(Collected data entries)

========================================

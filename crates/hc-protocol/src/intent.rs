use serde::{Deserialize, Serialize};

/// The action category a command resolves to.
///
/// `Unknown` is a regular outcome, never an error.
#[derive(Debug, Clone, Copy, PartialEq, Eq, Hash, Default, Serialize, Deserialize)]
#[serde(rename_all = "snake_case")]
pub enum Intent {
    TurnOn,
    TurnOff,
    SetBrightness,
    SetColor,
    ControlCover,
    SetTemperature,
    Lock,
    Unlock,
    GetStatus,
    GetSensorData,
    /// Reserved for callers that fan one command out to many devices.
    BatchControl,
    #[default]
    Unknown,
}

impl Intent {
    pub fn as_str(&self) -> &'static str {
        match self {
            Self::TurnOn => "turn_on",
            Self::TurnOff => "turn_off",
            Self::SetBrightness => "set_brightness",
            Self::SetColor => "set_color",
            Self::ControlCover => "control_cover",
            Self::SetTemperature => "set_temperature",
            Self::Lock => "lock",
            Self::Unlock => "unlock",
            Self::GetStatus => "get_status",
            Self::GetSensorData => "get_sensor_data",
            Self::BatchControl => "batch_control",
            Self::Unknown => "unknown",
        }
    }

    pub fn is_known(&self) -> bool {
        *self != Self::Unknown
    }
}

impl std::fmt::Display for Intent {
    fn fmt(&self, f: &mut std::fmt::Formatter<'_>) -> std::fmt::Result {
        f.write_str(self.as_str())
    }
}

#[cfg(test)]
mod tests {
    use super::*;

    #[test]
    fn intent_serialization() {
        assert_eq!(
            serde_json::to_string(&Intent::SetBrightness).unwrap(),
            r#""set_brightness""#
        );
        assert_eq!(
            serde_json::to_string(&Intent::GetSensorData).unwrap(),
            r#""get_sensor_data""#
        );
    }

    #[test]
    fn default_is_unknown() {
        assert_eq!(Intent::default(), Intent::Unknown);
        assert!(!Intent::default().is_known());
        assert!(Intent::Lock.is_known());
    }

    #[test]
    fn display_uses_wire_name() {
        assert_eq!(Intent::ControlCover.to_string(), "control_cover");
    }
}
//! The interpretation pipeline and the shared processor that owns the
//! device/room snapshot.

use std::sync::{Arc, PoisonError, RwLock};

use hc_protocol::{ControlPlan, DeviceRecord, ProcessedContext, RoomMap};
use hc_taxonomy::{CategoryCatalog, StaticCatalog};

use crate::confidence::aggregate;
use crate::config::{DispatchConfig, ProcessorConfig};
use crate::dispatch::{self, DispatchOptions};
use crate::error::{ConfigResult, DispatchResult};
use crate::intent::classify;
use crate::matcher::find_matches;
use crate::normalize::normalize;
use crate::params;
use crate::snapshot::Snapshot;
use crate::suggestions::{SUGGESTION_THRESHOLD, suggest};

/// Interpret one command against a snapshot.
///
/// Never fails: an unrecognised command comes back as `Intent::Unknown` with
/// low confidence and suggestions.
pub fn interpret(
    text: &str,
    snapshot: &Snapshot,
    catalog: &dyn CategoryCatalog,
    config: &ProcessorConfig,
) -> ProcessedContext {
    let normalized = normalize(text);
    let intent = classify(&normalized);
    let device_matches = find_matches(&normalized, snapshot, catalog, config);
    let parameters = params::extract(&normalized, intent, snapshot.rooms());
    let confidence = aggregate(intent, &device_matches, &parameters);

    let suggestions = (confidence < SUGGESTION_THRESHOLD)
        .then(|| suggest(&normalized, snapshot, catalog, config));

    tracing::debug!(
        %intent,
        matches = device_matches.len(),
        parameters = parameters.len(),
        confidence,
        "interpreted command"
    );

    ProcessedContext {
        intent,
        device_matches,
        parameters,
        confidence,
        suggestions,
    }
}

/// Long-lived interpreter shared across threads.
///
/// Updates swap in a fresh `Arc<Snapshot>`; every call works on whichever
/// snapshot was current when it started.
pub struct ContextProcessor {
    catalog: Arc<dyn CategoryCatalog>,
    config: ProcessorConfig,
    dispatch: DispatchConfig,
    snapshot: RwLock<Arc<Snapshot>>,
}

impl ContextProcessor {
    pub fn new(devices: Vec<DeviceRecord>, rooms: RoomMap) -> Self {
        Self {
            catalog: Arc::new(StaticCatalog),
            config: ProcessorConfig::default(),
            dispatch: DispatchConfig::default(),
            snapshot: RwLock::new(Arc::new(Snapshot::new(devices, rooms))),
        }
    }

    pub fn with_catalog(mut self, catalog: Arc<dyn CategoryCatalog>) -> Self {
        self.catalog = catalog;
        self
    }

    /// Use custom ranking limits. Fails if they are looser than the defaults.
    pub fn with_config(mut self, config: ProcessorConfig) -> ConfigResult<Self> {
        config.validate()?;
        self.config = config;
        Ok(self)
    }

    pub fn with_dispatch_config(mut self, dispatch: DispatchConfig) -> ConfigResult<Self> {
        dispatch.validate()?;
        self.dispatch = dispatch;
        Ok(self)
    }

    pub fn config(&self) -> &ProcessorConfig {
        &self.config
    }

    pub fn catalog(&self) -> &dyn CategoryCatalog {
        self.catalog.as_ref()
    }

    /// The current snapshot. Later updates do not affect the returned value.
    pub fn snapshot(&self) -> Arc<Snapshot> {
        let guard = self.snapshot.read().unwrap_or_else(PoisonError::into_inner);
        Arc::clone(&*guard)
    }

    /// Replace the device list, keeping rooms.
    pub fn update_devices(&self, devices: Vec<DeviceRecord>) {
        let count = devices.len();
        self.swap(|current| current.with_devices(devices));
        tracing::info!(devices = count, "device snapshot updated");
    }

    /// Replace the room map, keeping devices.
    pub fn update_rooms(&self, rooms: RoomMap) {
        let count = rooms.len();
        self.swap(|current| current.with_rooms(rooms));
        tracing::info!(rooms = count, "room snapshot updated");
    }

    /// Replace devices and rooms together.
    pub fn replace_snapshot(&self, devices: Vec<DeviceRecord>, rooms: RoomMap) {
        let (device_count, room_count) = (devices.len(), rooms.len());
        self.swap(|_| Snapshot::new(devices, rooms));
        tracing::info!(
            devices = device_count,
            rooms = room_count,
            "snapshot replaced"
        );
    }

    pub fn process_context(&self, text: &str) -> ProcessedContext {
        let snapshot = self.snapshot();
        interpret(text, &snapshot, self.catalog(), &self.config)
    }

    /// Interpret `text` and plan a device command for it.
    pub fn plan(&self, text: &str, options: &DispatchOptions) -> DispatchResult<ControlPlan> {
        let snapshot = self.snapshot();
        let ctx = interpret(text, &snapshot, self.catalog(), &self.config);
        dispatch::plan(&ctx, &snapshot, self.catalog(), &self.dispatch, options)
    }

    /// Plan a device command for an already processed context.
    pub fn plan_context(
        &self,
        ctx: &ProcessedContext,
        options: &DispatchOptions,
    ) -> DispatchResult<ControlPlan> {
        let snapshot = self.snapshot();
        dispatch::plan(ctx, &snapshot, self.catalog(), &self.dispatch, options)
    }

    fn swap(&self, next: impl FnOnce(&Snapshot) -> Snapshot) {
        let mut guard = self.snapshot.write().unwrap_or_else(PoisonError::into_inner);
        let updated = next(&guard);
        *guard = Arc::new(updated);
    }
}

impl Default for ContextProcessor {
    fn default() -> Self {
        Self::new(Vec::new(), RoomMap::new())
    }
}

========================================

◆ **TO DO**: Every line in the records above that contains the word "impl" should be copied out.

◆ **OUTPUT OF THE EXERCISE**:
impl Intent {
impl std::fmt::Display for Intent {
impl ContextProcessor {
    fn swap(&self, next: impl FnOnce(&Snapshot) -> Snapshot) {
impl Default for ContextProcessor {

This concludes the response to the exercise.